A sketch from the Illustrated London News 1870 showing the arrival of an early meat train …
Anyone standing in the market basement now can watch the trains whizz past …
Smithfield was almost a city within a city – and one with its own hours.
To give customers time to buy and prepare their meat for sale the same day, the market opened at night and workers finished their shifts in the early morning. Many headed to ‘early houses’ – pubs within the market or nearby which opened early for workers.
The market was mostly filled with men. Their work might have seemed grisly to outsiders but it was a tight-knit community, full of tradition, with generations of the same families working in the same place. Until 1996, the market was heavily unionised and there were strict job divisions. You might be a puller-back, a pitcher, a shunter, shopman or bummaree.
By the 1880s, Smithfield was receiving enormous quantities of frozen meat from Argentina, New Zealand and Australia. It was a symbol of Britain’s global influence, with London at the centre. But from 1945, Smithfield gradually became less busy as meat stopped arriving through London’s docks.
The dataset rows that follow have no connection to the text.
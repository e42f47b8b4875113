//! Error types shared across pressindex crates.

use thiserror::Error;

/// Errors raised by domain types and the collaborator traits.
#[derive(Debug, Error)]
pub enum TypesError {
    /// Configuration could not be loaded
    #[error("Configuration error: {0}")]
    Config(String),

    /// Configuration loaded but failed validation
    #[error("Invalid configuration: {0}")]
    InvalidConfiguration(String),

    /// Serialization/deserialization error
    #[error("Serialization error: {0}")]
    Serialization(#[from] serde_json::Error),

    /// Configuration/progress store failure
    #[error("Store error: {0}")]
    Store(String),

    /// Content repository failure
    #[error("Repository error: {0}")]
    Repository(String),
}
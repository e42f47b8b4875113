//! CLI argument parsing for pressindex.
//!
//! CLI flags override every other configuration source.

use clap::{Parser, Subcommand, ValueEnum};

/// pressindex
///
/// Builds and maintains a RediSearch full-text index over a post corpus.
#[derive(Parser, Debug)]
#[command(name = "pressindex")]
#[command(author, version, about, long_about = None)]
pub struct Cli {
    /// Path to config file (overrides default ~/.config/pressindex/config.toml)
    #[arg(short, long, global = true)]
    pub config: Option<String>,

    /// Set log level (trace, debug, info, warn, error)
    #[arg(short, long, global = true)]
    pub log_level: Option<String>,

    /// Override the corpus file (JSON export of posts)
    #[arg(long, global = true)]
    pub corpus: Option<String>,

    /// Override the options/progress database path
    #[arg(long, global = true)]
    pub db_path: Option<String>,

    /// Run against an in-memory engine and store and print the engine
    /// commands instead of sending them
    #[arg(long, global = true)]
    pub dry_run: bool,

    #[command(subcommand)]
    pub command: Commands,
}

/// Index commands
#[derive(Subcommand, Debug, Clone)]
pub enum Commands {
    /// Show stored progress and engine document count
    Status {
        /// Print as JSON
        #[arg(long)]
        json: bool,
    },

    /// Index the next batch
    Index,

    /// Run batches until the corpus is covered
    Resume {
        /// Stop after this many batches
        #[arg(long)]
        max_batches: Option<usize>,
    },

    /// Drop the index and progress, then index the first batch
    Reindex,

    /// Drop the index and forget its progress
    Drop,

    /// Ask the engine to write its dataset to disk
    Persist {
        /// Persist even when the write-to-disk option is off
        #[arg(long)]
        force: bool,
    },

    /// Print the index creation command for the current configuration
    Schema,

    /// Index (or remove, when unpublished) a single post
    Publish {
        /// Post id
        post_id: u64,
    },

    /// Remove a single post from the index
    Delete {
        /// Post id
        post_id: u64,
    },

    /// Turn the persist-after-mutation option on or off
    WriteToDisk {
        #[arg(value_enum)]
        state: Toggle,
    },
}

#[derive(ValueEnum, Debug, Clone, Copy, PartialEq, Eq)]
pub enum Toggle {
    On,
    Off,
}

impl Toggle {
    pub fn enabled(self) -> bool {
        self == Toggle::On
    }
}

impl Cli {
    /// Parse CLI arguments
    pub fn parse_args() -> Self {
        Cli::parse()
    }
}
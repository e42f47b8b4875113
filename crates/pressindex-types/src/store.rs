//! Configuration/progress store interface.

use std::collections::HashMap;
use std::sync::atomic::{AtomicBool, Ordering};
use std::sync::{Mutex, PoisonError};

use crate::error::TypesError;
use crate::progress::IndexingProgress;

/// Persistent options and per-index progress.
///
/// Values are read on every call; implementations must not cache them, since
/// an operator may change the write-to-disk flag between events.
pub trait ConfigStore: Send + Sync {
    fn load_progress(&self, index_name: &str) -> Result<Option<IndexingProgress>, TypesError>;

    fn save_progress(&self, index_name: &str, progress: &IndexingProgress)
        -> Result<(), TypesError>;

    fn clear_progress(&self, index_name: &str) -> Result<(), TypesError>;

    /// Whether the engine should be asked to persist after mutations.
    fn write_to_disk(&self) -> Result<bool, TypesError>;
}

/// Store kept in process memory, for tests and one-shot runs.
#[derive(Debug, Default)]
pub struct MemoryStore {
    progress: Mutex<HashMap<String, IndexingProgress>>,
    write_to_disk: AtomicBool,
}

impl MemoryStore {
    pub fn new() -> Self {
        Self::default()
    }

    pub fn with_write_to_disk(write_to_disk: bool) -> Self {
        let store = Self::new();
        store.set_write_to_disk(write_to_disk);
        store
    }

    pub fn set_write_to_disk(&self, enabled: bool) {
        self.write_to_disk.store(enabled, Ordering::SeqCst);
    }

    /// Peek at stored progress without going through the trait.
    pub fn progress(&self, index_name: &str) -> Option<IndexingProgress> {
        self.progress
            .lock()
            .unwrap_or_else(PoisonError::into_inner)
            .get(index_name)
            .copied()
    }
}

impl ConfigStore for MemoryStore {
    fn load_progress(&self, index_name: &str) -> Result<Option<IndexingProgress>, TypesError> {
        let progress = self
            .progress
            .lock()
            .map_err(|e| TypesError::Store(e.to_string()))?;
        Ok(progress.get(index_name).map(|p| p.clamped()))
    }

    fn save_progress(
        &self,
        index_name: &str,
        progress: &IndexingProgress,
    ) -> Result<(), TypesError> {
        self.progress
            .lock()
            .map_err(|e| TypesError::Store(e.to_string()))?
            .insert(index_name.to_string(), *progress);
        Ok(())
    }

    fn clear_progress(&self, index_name: &str) -> Result<(), TypesError> {
        self.progress
            .lock()
            .map_err(|e| TypesError::Store(e.to_string()))?
            .remove(index_name);
        Ok(())
    }

    fn write_to_disk(&self) -> Result<bool, TypesError> {
        Ok(self.write_to_disk.load(Ordering::SeqCst))
    }
}

#[cfg(test)]
mod tests {
    use super::*;

    #[test]
    fn test_progress_roundtrip() {
        let store = MemoryStore::new();
        assert!(store.load_progress("blog").unwrap().is_none());

        store
            .save_progress("blog", &IndexingProgress::new(20, 25))
            .unwrap();
        assert_eq!(
            store.load_progress("blog").unwrap(),
            Some(IndexingProgress::new(20, 25))
        );
        assert!(store.load_progress("other").unwrap().is_none());

        store.clear_progress("blog").unwrap();
        assert!(store.progress("blog").is_none());
    }

    #[test]
    fn test_write_to_disk_flag_is_live() {
        let store = MemoryStore::new();
        assert!(!store.write_to_disk().unwrap());
        store.set_write_to_disk(true);
        assert!(store.write_to_disk().unwrap());
    }
}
Britain’s trading relationships changed and supermarkets began placing orders directly with suppliers, cutting out Smithfield’s traders.
Other London Markets, like Billingsgate, Spitalfields and Covent Garden, moved out of central London. Follow this link for some fascinating photographs. Smithfield stayed, but reduced in size.
Here are some images I took last Monday.
The arrival of the Elizabeth Line has revitalised the area with new shops and restaurants popping up all the time …
The entrance to Grand Avenue …
Which remains truly grand …
Apparently, these are the most frequently photographed telephone boxes in London …
But something is clearly going on at the west end of the market …
This is the site chosen for the relocated London Museum.